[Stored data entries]

++++++++

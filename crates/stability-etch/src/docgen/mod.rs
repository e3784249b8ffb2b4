//! Table generation
//!
//! Renders stability rows into the Markdown source that every other output
//! format is derived from.

mod markdown;

pub use markdown::{escape_cell, MarkdownTableRenderer};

++++++++

=== Task item ===
Restate the whole set of entries exactly.

=== Response for this exercise ===
filename crates/stability-etch/src/docgen/mod.rs
repository e3784249b8ffb2b4
//! Table generation
//!
//! Renders stability rows into the Markdown source that every other output
//! format is derived from.

mod markdown;

pub use markdown::{escape_cell, MarkdownTableRenderer};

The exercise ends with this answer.